(CNN) Some dinosaurs were so big the ground would have shaken while they walked. But how did they carry such massive loads?
Dinosaurs likely had a different bone structure to mammals and birds that was uniquely capable of supporting huge weights, a new study has found.
A team of paleontologists, mechanical and biomedical engineers examined the upper and lower leg bones of duck-billed hadrosaurs and sauropods, long-necked and big-bodied plant eaters, whose fossils have been found on every continent.
"The structure of the trabecular, or spongy bone that forms in the interior of (the) bones we studied is unique within dinosaurs," said Anthony Fiorillo, a Southern Methodist University paleontologist and one of the authors of the study that published Wednesday in the journal PLOS One.
The trabecular bone surrounds the tiny spaces or holes in the interior part of the bone that you may see in a ham bone or in the bone of a steak, Fiorillo explained in a news statement.
The team analyzed CT scans of the dinosaur bones and compared them with the fossilized bones of extinct mammals like Siberian tigers and mammoths and animals alive today like sheep and elephants.
"Unlike in mammals and birds, the trabecular bone does not increase in thickness as the body size of dinosaurs increase," he said.
"Instead it increases in density of the occurrence of spongy bone.
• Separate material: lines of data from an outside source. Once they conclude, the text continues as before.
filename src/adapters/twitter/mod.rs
//! Client side of the v1.1 `statuses/filter` streaming endpoint.

pub mod oauth;
pub mod parser;
pub mod stream;

pub use stream::{BackoffPolicy, StreamConfig, TwitterStream};
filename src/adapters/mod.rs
// Adapters layer: concrete implementations of the domain ports (store, stream).

pub mod memory_store;
pub mod redis_store;
pub mod twitter;

pub use memory_store::MemorySeenStore;
pub use redis_store::RedisSeenStore;
pub use twitter::TwitterStream;
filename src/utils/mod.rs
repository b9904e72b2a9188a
pub mod error;
pub mod logger;
pub mod monitor;
pub mod validation;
Without this weight-saving adaptation, the skeletal structure needed to support the duck-billed, plant-eating hadrosaurs would be so heavy, the dinosaurs would have had great difficulty moving."
Increasing connectivity of the spongy bone, the study suggested, is a more efficient bone stiffening mechanism for animals of this extraordinary size.
"This would have allowed for sufficient mechanical competence to be achieved with less bone material," the study said.
The authors suggested the findings could have implications for the designs of stiff and lightweight structures that could be used in aerospace, construction or vehicles.
"Understanding the mechanics of the trabecular architecture of dinosaurs may help us better understand the design of other lightweight and dense structures," said Trevor Aguirre, lead author of the paper and a recent mechanical engineering doctoral graduate of Colorado State University.
Tthe study, Fiorillo said, was the product of a unique collaboration between scientists in different fields.
"This is one of those cool things that can happen when one is willing to cross disciplinary boundaries to address their curiosities," he said.